* [Excerpted data]
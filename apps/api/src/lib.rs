//! # Micks API
//!
//! HTTP server for the plan calculator and the sales records.
//!
//! ## Architecture
//! ```text
//! ┌─────────────────────────────────────────────────────────────────────────┐
//! │                          Micks API Routes                               │
//! │                                                                         │
//! │  public                               admin (Bearer token)              │
//! │  ┌──────────────────────────┐         ┌──────────────────────────────┐ │
//! │  │ GET  /health             │         │ GET    /api/admin/sales      │ │
//! │  │ POST /api/calculate      │         │ GET    /api/admin/sales/     │ │
//! │  │ POST /api/contract       │         │          export              │ │
//! │  │ POST /api/admin/login    │         │ GET    /api/admin/sales/{id} │ │
//! │  └────────────┬─────────────┘         │ PUT    /api/admin/sales/{id} │ │
//! │               │                       │ DELETE /api/admin/sales/{id} │ │
//! │               │                       └──────────────┬───────────────┘ │
//! │               ▼                                      ▼                 │
//! │  ┌──────────────────────────────────────────────────────────────────┐  │
//! │  │  SalesService ──► SaleStore (SQLite)     Notifier (SMTP / log)  │  │
//! │  └──────────────────────────────────────────────────────────────────┘  │
//! └─────────────────────────────────────────────────────────────────────────┘
//! ```
//!
//! ## Configuration
//! See [`config::ApiConfig`]; every field can be set as `MICKS_<FIELD>`.

pub mod auth;
pub mod config;
pub mod error;
pub mod notify;
pub mod routes;
pub mod service;

use std::sync::Arc;

use axum::routing::{get, post};
use axum::{middleware, Router};
use micks_db::Database;
use tower_http::trace::TraceLayer;

// Re-exports
pub use auth::AdminAuth;
pub use config::ApiConfig;
pub use error::{ApiError, ApiResult, ErrorCode};
pub use service::SalesService;

/// Shared application state.
#[derive(Clone)]
pub struct AppState {
    pub sales: Arc<SalesService>,
    pub auth: Arc<AdminAuth>,
    pub db: Database,
}

/// Builds the application router.
pub fn router(state: AppState) -> Router {
    let admin = Router::new()
        .route("/api/admin/sales", get(routes::admin::list_sales))
        .route("/api/admin/sales/export", get(routes::admin::export_sales))
        .route(
            "/api/admin/sales/{id}",
            get(routes::admin::get_sale)
                .put(routes::admin::update_sale)
                .delete(routes::admin::delete_sale),
        )
        .route_layer(middleware::from_fn_with_state(
            Arc::clone(&state.auth),
            auth::require_admin,
        ));

    Router::new()
        .route("/health", get(routes::health::health))
        .route("/api/calculate", post(routes::calculate::calculate))
        .route("/api/contract", post(routes::contract::contract))
        .route("/api/admin/login", post(routes::admin::login))
        .merge(admin)
        .layer(TraceLayer::new_for_http())
        .with_state(state)
}
// =============================================================================
// Unit Tests
// =============================================================================

#[cfg(test)]
mod tests {
    use super::*;
    use crate::pool::{Database, DbConfig};
    use micks_core::SortDirection;

    async fn repo() -> SaleRepository {
        Database::new(DbConfig::in_memory()).await.unwrap().sales()
    }

    fn customer(name: &str, email: &str) -> CustomerInfo {
        CustomerInfo {
            name: name.to_string(),
            email: email.to_string(),
            phone: "(11) 99999-0000".to_string(),
        }
    }

    fn inventory(cellphones: u32, gamer: bool) -> DeviceInventory {
        DeviceInventory {
            cellphones,
            computers: 1,
            gamer,
            ..Default::default()
        }
    }

    async fn contract(repo: &SaleRepository, name: &str) -> SaleRecord {
        let email = format!("{}@example.com", name.to_lowercase().replace(' ', "."));
        repo.create(NewSale::contract(customer(name, &email), inventory(1, false)))
            .await
            .unwrap()
    }

    fn names(records: &[SaleRecord]) -> Vec<&str> {
        records.iter().map(|r| r.customer.name.as_str()).collect()
    }

    #[tokio::test]
    async fn test_create_then_get_round_trip() {
        let repo = repo().await;
        let sale = NewSale::contract(customer("Ana Souza", "ana@example.com"), inventory(2, true));

        let created = repo.create(sale.clone()).await.unwrap();
        assert!(Uuid::parse_str(&created.id).is_ok());
        assert_eq!(created.plan, sale.plan);
        assert_eq!(created.created_at, created.updated_at);

        let fetched = repo.get(&created.id).await.unwrap();
        assert_eq!(fetched, created);
        assert_eq!(repo.count().await.unwrap(), 1);
    }

    #[tokio::test]
    async fn test_get_unknown_is_not_found() {
        let repo = repo().await;
        let err = repo.get("550e8400-e29b-41d4-a716-446655440000").await.unwrap_err();
        assert!(err.is_not_found());
    }

    #[tokio::test]
    async fn test_delete_twice() {
        let repo = repo().await;
        let record = contract(&repo, "Ana").await;

        repo.delete(&record.id).await.unwrap();
        assert!(repo.delete(&record.id).await.unwrap_err().is_not_found());
        assert!(repo.get(&record.id).await.unwrap_err().is_not_found());
        assert_eq!(repo.count().await.unwrap(), 0);
    }

    #[tokio::test]
    async fn test_update_inventory_recomputes_plan() {
        let repo = repo().await;
        let record = contract(&repo, "Ana").await;
        assert_eq!(record.plan.plan, PlanTier::Bronze); // 0.8 + 0.5 = 1.30

        let new_inventory = inventory(4, false); // 3.2 + 0.5 = 3.70
        let updated = repo
            .update(
                &record.id,
                SaleUpdate {
                    inventory: Some(new_inventory),
                    ..Default::default()
                },
            )
            .await
            .unwrap();

        assert_eq!(updated.plan, compute(&new_inventory));
        assert_eq!(updated.plan.plan, PlanTier::Diamante);
        assert_eq!(updated.created_at, record.created_at);
        assert!(updated.updated_at >= record.updated_at);
        assert_eq!(repo.get(&record.id).await.unwrap(), updated);
    }

    #[tokio::test]
    async fn test_update_customer_keeps_plan() {
        let repo = repo().await;
        let record = contract(&repo, "Ana").await;

        let updated = repo
            .update(
                &record.id,
                SaleUpdate {
                    customer: Some(customer("Ana Maria", "ana.maria@example.com")),
                    ..Default::default()
                },
            )
            .await
            .unwrap();

        assert_eq!(updated.customer.name, "Ana Maria");
        assert_eq!(updated.inventory, record.inventory);
        assert_eq!(updated.plan, record.plan);
    }

    #[tokio::test]
    async fn test_update_unknown_is_not_found() {
        let repo = repo().await;
        let update = SaleUpdate {
            inventory: Some(inventory(1, true)),
            ..Default::default()
        };
        let err = repo.update("missing", update).await.unwrap_err();
        assert!(err.is_not_found());
    }

    #[tokio::test]
    async fn test_list_defaults_to_newest_first() {
        let repo = repo().await;
        for name in ["First", "Second", "Third"] {
            contract(&repo, name).await;
        }

        let all = repo.list(&SaleQuery::default()).await.unwrap();
        assert_eq!(names(&all), vec!["Third", "Second", "First"]);

        let oldest_first = SaleQuery {
            sort: SaleSort::default().direction(SortDirection::Asc),
            ..Default::default()
        };
        let all = repo.list(&oldest_first).await.unwrap();
        assert_eq!(names(&all), vec!["First", "Second", "Third"]);
    }

    #[tokio::test]
    async fn test_list_filters_by_name_case_insensitive() {
        let repo = repo().await;
        for name in ["Mariana", "Bruno", "Ana Souza", "JULIANA"] {
            contract(&repo, name).await;
        }

        let query = SaleQuery {
            name_contains: Some("ana".to_string()),
            sort: SaleSort::by(SortKey::Name),
        };
        let found = repo.list(&query).await.unwrap();
        assert_eq!(names(&found), vec!["Ana Souza", "JULIANA", "Mariana"]);

        let query = SaleQuery {
            sort: SaleSort::by(SortKey::Name).direction(SortDirection::Desc),
            ..query
        };
        let found = repo.list(&query).await.unwrap();
        assert_eq!(names(&found), vec!["Mariana", "JULIANA", "Ana Souza"]);
    }

    #[tokio::test]
    async fn test_name_sort_ties_newest_first() {
        let repo = repo().await;
        let older = contract(&repo, "Ana").await;
        let newer = contract(&repo, "Ana").await;

        let query = SaleQuery {
            sort: SaleSort::by(SortKey::Name),
            ..Default::default()
        };
        let found = repo.list(&query).await.unwrap();
        let ids: Vec<&str> = found.iter().map(|r| r.id.as_str()).collect();
        assert_eq!(ids, vec![newer.id.as_str(), older.id.as_str()]);
    }

    #[tokio::test]
    async fn test_list_folds_accented_names() {
        let repo = repo().await;
        for name in ["ÂNGELA Souza", "Ângela Lima", "Zé Carlos", "Ágata", "Bruno"] {
            contract(&repo, name).await;
        }

        let query = |needle: &str| SaleQuery {
            name_contains: Some(needle.to_string()),
            sort: SaleSort::by(SortKey::Name),
        };
        let expected = vec!["Ângela Lima", "ÂNGELA Souza"];
        assert_eq!(names(&repo.list(&query("ângela")).await.unwrap()), expected);
        assert_eq!(names(&repo.list(&query("ÂNGELA")).await.unwrap()), expected);
        assert_eq!(names(&repo.list(&query("angela")).await.unwrap()), expected);

        let all = repo
            .list(&SaleQuery {
                sort: SaleSort::by(SortKey::Name),
                ..Default::default()
            })
            .await
            .unwrap();
        assert_eq!(
            names(&all),
            vec!["Ágata", "Ângela Lima", "ÂNGELA Souza", "Bruno", "Zé Carlos"]
        );
    }

    #[tokio::test]
    async fn test_update_refreshes_folded_name() {
        let repo = repo().await;
        let sale = contract(&repo, "Bruno").await;

        let update = SaleUpdate {
            customer: Some(customer("Érica Bruna", "erica@example.com")),
            inventory: None,
        };
        repo.update(&sale.id, update).await.unwrap();

        let query = |needle: &str| SaleQuery {
            name_contains: Some(needle.to_string()),
            ..Default::default()
        };
        assert_eq!(names(&repo.list(&query("ÉRICA")).await.unwrap()), vec!["Érica Bruna"]);
        assert!(repo.list(&query("bruno")).await.unwrap().is_empty());
    }

    #[tokio::test]
    async fn test_fold_missing_names_backfills_old_rows() {
        let repo = repo().await;
        contract(&repo, "Ângela Lima").await;
        contract(&repo, "Bruno").await;

        // Rows written before 002_add_name_folded.sql carry the empty default
        sqlx::query("UPDATE sales SET name_folded = ''")
            .execute(&repo.pool)
            .await
            .unwrap();

        assert_eq!(repo.fold_missing_names().await.unwrap(), 2);
        assert_eq!(repo.fold_missing_names().await.unwrap(), 0);

        let query = SaleQuery {
            name_contains: Some("ÂNGELA".to_string()),
            ..Default::default()
        };
        assert_eq!(names(&repo.list(&query).await.unwrap()), vec!["Ângela Lima"]);
    }

    #[tokio::test]
    async fn test_list_filter_matches_wildcards_literally() {
        let repo = repo().await;
        contract(&repo, "Loja 100% Fibra").await;
        contract(&repo, "Loja 1000 Fibra").await;
        contract(&repo, "Ana_Paula").await;
        contract(&repo, "AnaXPaula").await;

        let query = |needle: &str| SaleQuery {
            name_contains: Some(needle.to_string()),
            ..Default::default()
        };
        assert_eq!(names(&repo.list(&query("100%")).await.unwrap()), vec!["Loja 100% Fibra"]);
        assert_eq!(names(&repo.list(&query("a_p")).await.unwrap()), vec!["Ana_Paula"]);
        assert!(repo.list(&query("zzz")).await.unwrap().is_empty());
    }

    #[tokio::test]
    async fn test_find_by_email() {
        let repo = repo().await;
        let first = contract(&repo, "Ana").await;
        let second = repo
            .create(NewSale::contract(customer("Ana", "ANA@example.com"), inventory(3, true)))
            .await
            .unwrap();
        contract(&repo, "Bruno").await;

        let found = repo.find_by_email("ana@EXAMPLE.com").await.unwrap();
        let ids: Vec<&str> = found.iter().map(|r| r.id.as_str()).collect();
        assert_eq!(ids, vec![second.id.as_str(), first.id.as_str()]);
    }

    #[test]
    fn test_escape_like() {
        assert_eq!(escape_like("ana"), "ana");
        assert_eq!(escape_like("100%"), r"100\%");
        assert_eq!(escape_like(r"a_b\c"), r"a\_b\\c");
    }

    #[test]
    fn test_timestamp_format_is_fixed_width() {
        let ts = DateTime::parse_from_rfc3339("2026-03-01T12:00:00Z")
            .unwrap()
            .with_timezone(&Utc);
        assert_eq!(format_timestamp(&ts), "2026-03-01T12:00:00.000000Z");
        assert_eq!(parse_timestamp("x", "created_at", &format_timestamp(&ts)).unwrap(), ts);
        assert!(parse_timestamp("x", "created_at", "yesterday").is_err());
    }
}
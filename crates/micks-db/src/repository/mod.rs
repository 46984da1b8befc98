//! # Repository Module
//!
//! SQLite implementations of the store traits.
//!
//! ## Repository Pattern
//! ```text
//! ┌─────────────────────────────────────────────────────────────────────────┐
//! │  HTTP handler                                                           │
//! │       │                                                                 │
//! │       │  service.list(query)                                            │
//! │       ▼                                                                 │
//! │  SalesService ── Arc<dyn SaleStore> ──► SaleRepository                 │
//! │                                         ├── create(new_sale)           │
//! │                                         ├── list(query)                │
//! │                                         ├── get / update / delete(id)  │
//! │                                         └── find_by_email(email)       │
//! │                                              │                          │
//! │                                              │  SQL                     │
//! │                                              ▼                          │
//! │                                         SQLite `sales` table           │
//! └─────────────────────────────────────────────────────────────────────────┘
//! ```
//!
//! ## Available Repositories
//!
//! - [`SaleRepository`](sale::SaleRepository) - Sale record CRUD and queries

pub mod sale;
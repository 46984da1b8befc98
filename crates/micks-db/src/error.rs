//! # Database Error Types
//!
//! Error types for database operations.
//!
//! ## Error Flow
//! ```text
//! ┌─────────────────────────────────────────────────────────────────────────┐
//! │                    Error Propagation                                    │
//! │                                                                         │
//! │  SQLite Error (sqlx::Error)                                            │
//! │       │                                                                 │
//! │       ▼                                                                 │
//! │  DbError (this module) ← Adds context and categorization               │
//! │       │                                                                 │
//! │       ├── NotFound        → 404 at the HTTP boundary                   │
//! │       └── everything else → 503 "storage unavailable"                  │
//! │       │                                                                 │
//! │       ▼                                                                 │
//! │  ApiError (in micks-api) ← Serialized for the client                   │
//! │                                                                         │
//! └─────────────────────────────────────────────────────────────────────────┘
//! ```

use thiserror::Error;

/// Database operation errors.
///
/// These errors wrap sqlx errors and provide additional context
/// for debugging and user feedback.
#[derive(Debug, Error)]
pub enum DbError {
    /// Entity not found in database.
    ///
    /// ## When This Occurs
    /// - `get`, `update` or `delete` with an unknown id
    /// - Record deleted by another administrator in the meantime
    #[error("{entity} not found: {id}")]
    NotFound { entity: String, id: String },

    /// A stored row could not be turned back into a domain record.
    ///
    /// ## When This Occurs
    /// - Unparseable timestamp
    /// - Count outside the `u32` range (written by something other than
    ///   this crate)
    #[error("Invalid stored {entity} {id}: {reason}")]
    InvalidRecord {
        entity: String,
        id: String,
        reason: String,
    },

    /// Database connection failed.
    ///
    /// ## When This Occurs
    /// - Database file doesn't exist and can't be created
    /// - File permissions issue
    /// - Disk full
    #[error("Connection failed: {0}")]
    ConnectionFailed(String),

    /// Migration failed.
    ///
    /// ## When This Occurs
    /// - Invalid SQL in migration
    /// - Migration version conflict
    /// - Schema incompatibility
    #[error("Migration failed: {0}")]
    MigrationFailed(String),

    /// Query execution failed.
    #[error("Query failed: {0}")]
    QueryFailed(String),

    /// Transaction failed.
    #[error("Transaction failed: {0}")]
    TransactionFailed(String),

    /// Pool exhausted (all connections in use).
    #[error("Connection pool exhausted")]
    PoolExhausted,

    /// Internal database error.
    #[error("Internal database error: {0}")]
    Internal(String),
}

impl DbError {
    /// Creates a NotFound error for a given entity type and ID.
    pub fn not_found(entity: impl Into<String>, id: impl Into<String>) -> Self {
        DbError::NotFound {
            entity: entity.into(),
            id: id.into(),
        }
    }

    /// Creates an InvalidRecord error.
    pub fn invalid_record(
        entity: impl Into<String>,
        id: impl Into<String>,
        reason: impl Into<String>,
    ) -> Self {
        DbError::InvalidRecord {
            entity: entity.into(),
            id: id.into(),
            reason: reason.into(),
        }
    }

    /// Returns true for NotFound.
    pub fn is_not_found(&self) -> bool {
        matches!(self, DbError::NotFound { .. })
    }

    /// Returns true if the store could not serve the request at all.
    ///
    /// Everything except NotFound counts: the caller cannot fix it by changing
    /// the request.
    pub fn is_unavailable(&self) -> bool {
        !self.is_not_found()
    }
}

/// Convert sqlx errors to DbError.
///
/// ## Error Mapping
/// ```text
/// sqlx::Error::RowNotFound    → DbError::NotFound
/// sqlx::Error::Database       → DbError::QueryFailed
/// sqlx::Error::PoolTimedOut   → DbError::PoolExhausted
/// sqlx::Error::PoolClosed     → DbError::ConnectionFailed
/// Other                       → DbError::Internal
/// ```
impl From<sqlx::Error> for DbError {
    fn from(err: sqlx::Error) -> Self {
        match err {
            sqlx::Error::RowNotFound => DbError::NotFound {
                entity: "Record".to_string(),
                id: "unknown".to_string(),
            },

            sqlx::Error::Database(db_err) => DbError::QueryFailed(db_err.message().to_string()),

            sqlx::Error::PoolTimedOut => DbError::PoolExhausted,

            sqlx::Error::PoolClosed => DbError::ConnectionFailed("Pool is closed".to_string()),

            sqlx::Error::Io(io_err) => DbError::ConnectionFailed(io_err.to_string()),

            _ => DbError::Internal(err.to_string()),
        }
    }
}

impl From<sqlx::migrate::MigrateError> for DbError {
    fn from(err: sqlx::migrate::MigrateError) -> Self {
        DbError::MigrationFailed(err.to_string())
    }
}

/// Result type for database operations.
pub type DbResult<T> = Result<T, DbError>;

// =============================================================================
// Unit Tests
// =============================================================================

* [Prompt]
The lines to return are those holding the string "CustomerInfo" anywhere in the listing above.

* [Your solution]
    fn customer(name: &str, email: &str) -> CustomerInfo {
        CustomerInfo {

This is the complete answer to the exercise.